There exists on $E\times E$ a structure of complex normed vector space such that the inclusions are $\mathbb{R}$-linear isometries.

Question

Let $E$ be a real normed vector space. Show that there exists on $E\times E$ a structure of complex normed vector space such that the inclusions $x\mapsto (x,0)$ and $y\mapsto (0,y)$ are $\mathbb{R}$-linear isometries.

My attempt: The structure of complex normed vector space in $E\times E$ is defined by operations $$\begin{array}{rcl}(x,y)+(z,w)&=&(x+z,y+w)\\ \alpha (x,y)&=&(ax-by,ay+bx) \quad \mathrm{where}\: \alpha=a+ib\in\mathbb{C}. \end{array}$$ With this operations $E\times E$ is a $\mathbb{C}$-vector space.
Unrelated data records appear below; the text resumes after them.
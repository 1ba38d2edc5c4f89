//! Input sources a schema can parse
//!
//! A [`Source`] answers "what was submitted under this key". Single-valued
//! sources such as JSON objects only implement [`Source::get`];
//! multi-valued ones such as [`FormData`] also gather every value for
//! list-shaped fields.

use std::borrow::Cow;

use serde_json::{Map, Value};

/// A keyed collection of raw values.
pub trait Source {
    /// Returns the value under `key`, or `None` if the key is missing.
    fn get(&self, key: &str) -> Option<Cow<'_, Value>>;

    /// Returns every value under `key` as one sequence, for list-shaped
    /// fields. Defaults to [`Source::get`].
    fn get_list(&self, key: &str) -> Option<Cow<'_, Value>> {
        self.get(key)
    }
}

impl<S: Source + ?Sized> Source for &S {
    fn get(&self, key: &str) -> Option<Cow<'_, Value>> {
        (**self).get(key)
    }

    fn get_list(&self, key: &str) -> Option<Cow<'_, Value>> {
        (**self).get_list(key)
    }
}

impl Source for Map<String, Value> {
    fn get(&self, key: &str) -> Option<Cow<'_, Value>> {
        Self::get(self, key).map(Cow::Borrowed)
    }
}

/// Only objects have keys; any other JSON value is an empty source.
impl Source for Value {
    fn get(&self, key: &str) -> Option<Cow<'_, Value>> {
        self.as_object()?.get(key).map(Cow::Borrowed)
    }
}

// ============================================================================
// FORM DATA
// ============================================================================

/// Ordered multi-map of form fields, as submitted by an HTML form.
///
/// A key may appear several times. [`Source::get`] returns its first value;
/// [`Source::get_list`] returns all values under `key` followed by those
/// under `key[]`.
///
/// # Examples
///
/// ```rust
/// use formcast::prelude::*;
///
/// let mut form = FormData::new();
/// form.append("name", "Ada");
/// form.append("ids[]", "1");
/// form.append("ids[]", "2");
///
/// let schema = Schema::builder()
///     .field("name", string())
///     .field("ids", array(number()))
///     .build()
///     .unwrap();
///
/// let record = schema.parse_formdata(&form).unwrap();
/// assert_eq!(record.get_as::<Vec<f64>>("ids"), Some(vec![1.0, 2.0]));
/// ```
#[derive(Debug, Clone, Default, PartialEq, Eq)]
pub struct FormData {
    entries: Vec<(String, String)>,
}

impl FormData {
    /// Creates empty form data.
    #[must_use]
    pub fn new() -> Self {
        Self::default()
    }

    /// Adds a value under `name`, keeping existing ones.
    pub fn append(&mut self, name: impl Into<String>, value: impl Into<String>) {
        self.entries.push((name.into(), value.into()));
    }

    /// Replaces every value under `name` with `value`.
    pub fn set(&mut self, name: impl Into<String>, value: impl Into<String>) {
        let name = name.into();
        self.entries.retain(|(key, _)| *key != name);
        self.entries.push((name, value.into()));
    }

    /// Returns the first value under `name`.
    #[must_use]
    pub fn get(&self, name: &str) -> Option<&str> {
        self.entries
            .iter()
            .find(|(key, _)| key == name)
            .map(|(_, value)| value.as_str())
    }

    /// Returns every value under `name`, in submission order.
    pub fn get_all<'a>(&'a self, name: &'a str) -> impl Iterator<Item = &'a str> {
        self.entries
            .iter()
            .filter(move |(key, _)| key == name)
            .map(|(_, value)| value.as_str())
    }

    /// Returns the number of entries.
    #[must_use]
    pub fn len(&self) -> usize {
        self.entries.len()
    }

    /// Returns true if there are no entries.
    #[must_use]
    pub fn is_empty(&self) -> bool {
        self.entries.is_empty()
    }
}

impl<K: Into<String>, V: Into<String>> FromIterator<(K, V)> for FormData {
    fn from_iter<I: IntoIterator<Item = (K, V)>>(iter: I) -> Self {
        let mut form = Self::new();
        form.extend(iter);
        form
    }
}

impl<K: Into<String>, V: Into<String>> Extend<(K, V)> for FormData {
    fn extend<I: IntoIterator<Item = (K, V)>>(&mut self, iter: I) {
        for (name, value) in iter {
            self.append(name, value);
        }
    }
}

impl Source for FormData {
    fn get(&self, key: &str) -> Option<Cow<'_, Value>> {
        Self::get(self, key).map(|value| Cow::Owned(Value::String(value.to_owned())))
    }

    fn get_list(&self, key: &str) -> Option<Cow<'_, Value>> {
        let bracketed = format!("{key}[]");
        let values: Vec<Value> = self
            .entries
            .iter()
            .filter(|(name, _)| name == key || *name == bracketed)
            .map(|(_, value)| Value::String(value.clone()))
            .collect();

        if values.is_empty() {
            None
        } else {
            Some(Cow::Owned(Value::Array(values)))
        }
    }
}

#[cfg(test)]
mod tests {
    use super::*;
    use pretty_assertions::assert_eq;
    use serde_json::json;

    fn form() -> FormData {
        [
            ("name", "Ada"),
            ("ids[]", "1"),
            ("ids", "2"),
            ("ids[]", "3"),
            ("name", "Grace"),
        ]
        .into_iter()
        .collect()
    }

    #[test]
    fn test_get_returns_first_value() {
        assert_eq!(FormData::get(&form(), "name"), Some("Ada"));
        assert_eq!(
            Source::get(&form(), "name").map(Cow::into_owned),
            Some(json!("Ada"))
        );
        assert_eq!(Source::get(&form(), "missing"), None);
    }

    #[test]
    fn test_get_list_merges_bracketed_keys() {
        assert_eq!(
            form().get_list("ids").map(Cow::into_owned),
            Some(json!(["1", "2", "3"]))
        );
        assert_eq!(form().get_list("tags"), None);
    }

    #[test]
    fn test_set_replaces_all_values() {
        let mut form = form();
        form.set("name", "Linus");
        assert_eq!(form.get_all("name").collect::<Vec<_>>(), vec!["Linus"]);
        assert_eq!(form.len(), 4);
    }

    #[test]
    fn test_json_sources() {
        let value = json!({ "a": 1 });
        assert_eq!(Source::get(&value, "a").map(Cow::into_owned), Some(json!(1)));
        assert_eq!(Source::get(&json!([1]), "a"), None);
    }
}
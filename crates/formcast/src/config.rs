//! Configuration for schema parsing
//!
//! A [`ParserConfig`] is attached to a [`Schema`](crate::schema::Schema) when
//! it is built and is visible to every valuer through its
//! [`Context`](crate::foundation::Context). Embedded schemas are parsed with
//! the configuration of the outermost parse.

use serde::{Deserialize, Serialize};

/// How `array` reports failing elements.
#[derive(Debug, Clone, Copy, PartialEq, Eq, Hash, Default, Serialize, Deserialize)]
#[serde(rename_all = "snake_case")]
pub enum ArrayErrors {
    /// Coerce every element and report every failure, each tagged with the
    /// element index.
    #[default]
    CollectAll,
    /// Stop at the first failing element.
    FirstOnly,
}

/// Main configuration for parsing.
#[derive(Debug, Clone, Copy, PartialEq, Eq, Serialize, Deserialize)]
#[serde(default)]
pub struct ParserConfig {
    /// Element failure policy for `array`.
    pub array_errors: ArrayErrors,
    /// Let `to_number` return NaN or infinities instead of failing.
    pub allow_non_finite_casts: bool,
    /// Accept JSON-encoded strings where an embedded schema expects an object.
    pub nested_json_strings: bool,
}

impl Default for ParserConfig {
    fn default() -> Self {
        Self::new()
    }
}

impl ParserConfig {
    /// Creates the default configuration.
    #[must_use]
    pub const fn new() -> Self {
        Self {
            array_errors: ArrayErrors::CollectAll,
            allow_non_finite_casts: false,
            nested_json_strings: true,
        }
    }

    /// Nested values must be real objects and arrays stop at the first bad
    /// element.
    #[must_use]
    pub const fn strict() -> Self {
        Self {
            array_errors: ArrayErrors::FirstOnly,
            allow_non_finite_casts: false,
            nested_json_strings: false,
        }
    }

    /// Accepts everything the defaults accept, plus non-finite casts.
    #[must_use]
    pub const fn lenient() -> Self {
        Self {
            array_errors: ArrayErrors::CollectAll,
            allow_non_finite_casts: true,
            nested_json_strings: true,
        }
    }

    /// Loads a configuration from JSON. Missing keys keep their defaults.
    pub fn from_json(json: &str) -> Result<Self, serde_json::Error> {
        serde_json::from_str(json)
    }

    /// Sets the array element failure policy.
    #[must_use = "builder methods must be chained or built"]
    pub const fn with_array_errors(mut self, policy: ArrayErrors) -> Self {
        self.array_errors = policy;
        self
    }

    /// Allows or rejects non-finite `to_number` results.
    #[must_use = "builder methods must be chained or built"]
    pub const fn with_non_finite_casts(mut self, allow: bool) -> Self {
        self.allow_non_finite_casts = allow;
        self
    }

    /// Allows or rejects JSON-encoded strings for embedded schemas.
    #[must_use = "builder methods must be chained or built"]
    pub const fn with_nested_json_strings(mut self, allow: bool) -> Self {
        self.nested_json_strings = allow;
        self
    }
}
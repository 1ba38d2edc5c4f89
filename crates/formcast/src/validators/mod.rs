//! Built-in validators
//!
//! Validators run after a valuer succeeded and see the coerced value. Attach
//! them to a field with [`ValuerExt::check`](crate::foundation::ValuerExt::check).
//!
//! # Categories
//!
//! - **Equality**: [`exactly`], [`literal`]
//! - **Numeric**: [`minmax`]
//! - **Length**: [`length`] for strings and sequences
//! - **Format**: [`email`], [`imei`], [`matches_regex`]
//! - **Custom**: [`validator_fn`] and the [`validator!`](crate::validator) macro
//!
//! # Examples
//!
//! ```rust
//! use formcast::prelude::*;
//!
//! let username = string().check(length(3, 20));
//! let contact = string().check(email());
//! let age = number().check(minmax(18.0, 100.0));
//! let role = string().check(exactly("admin"));
//! ```

pub mod content;
pub mod custom;
pub mod exactly;
pub mod length;
pub mod range;

pub use content::{Pattern, email, imei, matches_regex};
pub use custom::{ValidatorFn, validator_fn};
pub use exactly::{Exactly, exactly, literal};
pub use length::{Length, Measure, length};
pub use range::{MinMax, Operand, minmax};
The problem is define a norm in this vector space, I have not been able to define a norm in this space, which does not allow me to move forward in order to analyze the inclusions.

Answer 1

We can define an $\mathbb{R}$-norm on $E\times E$ by setting

$$\lVert (x,y)\rVert_r = \sqrt{\lVert x\rVert^2 + \lVert y\rVert^2}.$$

This will usually not be a $\mathbb{C}$-norm, however. But we can make one from it by averaging,

$$\lVert (x,y)\rVert_c = \frac{1}{2\pi} \int_0^{2\pi} \lVert e^{i\varphi}(x,y)\rVert_r\,d\varphi.$$

Answer 2

Let $E \times E = \{ (x,y) \ | \ x,y \in E \}$ as usual and define $$ (a+ib)(x,y) = (ax-by, bx+ay) $$ You show $c_1c_2(x,y) = c_1(c_2(x,y))$ with respect to the complex scalar multiplication given above. Essentially, $(x,y)$ functions as $x+iy$ in this construction, but, if in doubt it is probably best to suffer the $(x,y)$ notation until we really understand more deeply.

The norm can be constructed on this space. But, I leave that to Daniel Fishcher.